Due to commitments I made a long time ago, I've been largely unable to discuss much about the ongoing NSA surveillance revelations. Basically, when I see something that says "Top Secret/NOFORN" or the like on something, I'm not allowed to discuss it. I signed up for that, and I don't mind that much. What I mind is the people who abuse that system, who are the folks in the Obama Administration and Congress who are talking about how "gut-wrenching" it is that some of those slides were released to the public. I don't have grief with the whistle blower who released this stuff. He clearly didn't do this for personal profit. At worst, he mishandled classified data, which is a serious offense. I think it's more accurate to say he did this country a big favor. My beef is with the folks who created a system of surveillance that has no meaningful oversight or control, and who make it their priority to punish anyone who reveals anything about it - other than them, of course.

So, I can't discuss the details much, which is too bad. The details are pretty fascinating. I can, however, offer some observations about the public's reaction to this news. I'll start with my favorite Abe Lincoln quote:

“All the armies of Europe, Asia and Africa combined, … with a Buonaparte for a commander, could not by force, take a drink from the Ohio, or make a track on the Blue Ridge, in a trial of a thousand years.At what point then is the approach of danger to be expected? I answer, if it ever reach us, it must spring up amongst us. It cannot come from abroad. If destruction be our lot, we must ourselves be its author and finisher. As a nation of freemen, we must live through all time, or die by suicide.”

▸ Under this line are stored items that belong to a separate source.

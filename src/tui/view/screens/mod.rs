mod table;

pub use table::{render_table, TableViewData};
pub mod footer;
pub mod modal;

use ratatui::layout::{Constraint, Direction, Layout, Rect};

pub fn centered_rect(percent_x: u16, percent_y: u16, area: Rect) -> Rect {
    let vertical = Layout::default()
        .direction(Direction::Vertical)
        .constraints([
            Constraint::Percentage((100 - percent_y) / 2),
            Constraint::Percentage(percent_y),
            Constraint::Percentage((100 - percent_y) / 2),
        ])
        .split(area);

    Layout::default()
        .direction(Direction::Horizontal)
        .constraints([
            Constraint::Percentage((100 - percent_x) / 2),
            Constraint::Percentage(percent_x),
            Constraint::Percentage((100 - percent_x) / 2),
        ])
        .split(vertical[1])[1]
}
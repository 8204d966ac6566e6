pub mod common;
pub mod table;

pub use common::handle_help_key;
pub use table::handle_table_key;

He spoke those words in 1838, regarding the lynching of a black man. He worried that if we lost our respect for law that we would quickly lose our freedom as well. The Constitution is the supreme law of the land, and it quite clearly says that among other things, we should be secure from government in our persons, our papers, and effects. If we ignore that principle in the interest of “defending ourselves” from some crackpots halfway around the world, we have truly become a pathetic shadow of a free nation.

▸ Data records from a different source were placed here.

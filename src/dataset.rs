use crate::cache::SessionCache;
use crate::model::UserRecord;
use crate::source::{RecordSource, SourceResult};

/// Cache key the dataset is stored under.
pub const DATASET_KEY: &str = "userdata";

#[derive(Debug, Clone)]
pub struct Dataset {
    pub records: Vec<UserRecord>,
    pub from_cache: bool,
}

/// Returns the session's stored dataset when present, otherwise fetches
/// from `source` and stores the result. Cache failures are logged and
/// never fail the load.
pub fn load_dataset(
    cache: Option<&dyn SessionCache>,
    source: &dyn RecordSource,
) -> SourceResult<Dataset> {
    if let Some(cache) = cache {
        match cache.get(DATASET_KEY) {
            Ok(Some(stored)) => match serde_json::from_str::<Vec<UserRecord>>(&stored) {
                Ok(records) => {
                    tracing::info!(count = records.len(), "using cached dataset");
                    return Ok(Dataset {
                        records,
                        from_cache: true,
                    });
                }
                Err(e) => tracing::warn!("ignoring unreadable cached dataset: {}", e),
            },
            Ok(None) => {}
            Err(e) => tracing::warn!("session cache read failed: {}", e),
        }
    }

    let records = source.fetch()?;
    tracing::info!(count = records.len(), "fetched dataset");

    if let Some(cache) = cache {
        match serde_json::to_string(&records) {
            Ok(payload) => {
                if let Err(e) = cache.set(DATASET_KEY, &payload) {
                    tracing::warn!("session cache write failed: {}", e);
                }
            }
            Err(e) => tracing::warn!("could not serialize dataset for cache: {}", e),
        }
    }

    Ok(Dataset {
        records,
        from_cache: false,
    })
}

Those who maintain that somehow all this intrusiveness and secrecy is necessary to keep us “safe” have clearly never considered what it’s like to not be safe from your own government. They haven’t considered what the cost is of corruption that can’t be punished because it can’t be revealed, or how many lives bad policy and bad government can cost. If they had, they’d know that what they were saying is utterly foolish. We lose more people every month for lack of health care, and for letting people who shouldn’t be near them have guns. We lost more people in Iraq and Afghanistan than we did to terrorism. We lost way more in Vietnam. All that death is due, at least in part, to foolish government policy. While we spend vast sums of money on surveillance equipment that may not even work, we don't educate our young well enough to operate all those whiz-bang weapons we always seem to have money to build.

Nearly everything our government does affects lives and livelihoods. Not being able to discuss that, because we know that if we do the government will use the data it collects against us, will be the price we pay for these absurd priorities. If you think otherwise, ask yourself who watches the watchers? Who makes sure those people are doing what they’re supposed to, and is there anyone outside of government who can make sure that watching process, in fact, is happening as it’s supposed to? The answers, in order, are "who knows?" and "nobody".

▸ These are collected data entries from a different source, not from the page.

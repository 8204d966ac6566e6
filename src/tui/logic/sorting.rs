//! Column sorting over the user dataset.
//!
//! Sorting never mutates its input: `sort` and `activate` return a new,
//! stably ordered vector. Ties keep their input order in both directions.

use crate::model::UserRecord;
use crate::tui::logic::columns::{Column, SortValue};
use std::cmp::Ordering;

/// Currently active sort column and direction.
#[derive(Debug, Clone, Copy, PartialEq, Eq)]
pub struct SortState {
    pub active: Option<Column>,
    pub ascending: bool,
}

impl Default for SortState {
    fn default() -> Self {
        Self {
            active: None,
            ascending: true,
        }
    }
}

impl SortState {
    /// Arrow drawn next to `column`'s header, if it is the active one.
    pub fn indicator(&self, column: Column) -> Option<&'static str> {
        match self.active {
            Some(active) if active == column => Some(if self.ascending { "▲" } else { "▼" }),
            _ => None,
        }
    }

    pub fn label(&self) -> String {
        match self.active {
            Some(column) => format!(
                "{} {}",
                column.label(),
                if self.ascending { "↑" } else { "↓" }
            ),
            None => "unsorted".to_string(),
        }
    }
}

pub fn extract_value(record: &UserRecord, column: Column) -> SortValue {
    column.extract(record)
}

/// Orders two extracted values. Values of different kinds never occur in
/// one column and compare equal.
pub fn compare(a: &SortValue, b: &SortValue) -> Ordering {
    match (a, b) {
        (SortValue::Text(a), SortValue::Text(b)) => a.cmp(b),
        (SortValue::Number(a), SortValue::Number(b)) => a.cmp(b),
        (SortValue::Date(a), SortValue::Date(b)) => a.cmp(b),
        _ => Ordering::Equal,
    }
}

/// Returns `records` ordered by `column`. Stable in both directions: ties
/// keep their input order.
pub fn sort(records: &[UserRecord], column: Column, ascending: bool) -> Vec<UserRecord> {
    let mut keyed: Vec<(SortValue, &UserRecord)> = records
        .iter()
        .map(|record| (extract_value(record, column), record))
        .collect();

    keyed.sort_by(|(a, _), (b, _)| {
        let ord = compare(a, b);
        if ascending {
            ord
        } else {
            ord.reverse()
        }
    });

    keyed.into_iter().map(|(_, record)| record.clone()).collect()
}

/// Header activation: re-activating the active ascending column flips to
/// descending, anything else sorts ascending.
pub fn activate(
    records: &[UserRecord],
    state: SortState,
    column: Column,
) -> (Vec<UserRecord>, SortState) {
    let ascending = !(state.active == Some(column) && state.ascending);
    let new_state = SortState {
        active: Some(column),
        ascending,
    };
    (sort(records, column, ascending), new_state)
}

pub fn apply_sort(records: &mut Vec<UserRecord>, state: &mut SortState, column: Column) {
    let (ordered, new_state) = activate(records, *state, column);
    *records = ordered;
    *state = new_state;
}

And if you think that the only people who have something to fear are those who have nothing to hide, think again. Or maybe I should just say “think”.

Giving our rights over to our own government isn't safety. At best, it's the illusion of safety. there is no such thing as perfect safety. There is only the hope that we can make things safer, through informed debate and the actions of citizens who feel empowered to make change. Neither will happen if the government can collect whatever information it wants, and use it with no oversight or accountability.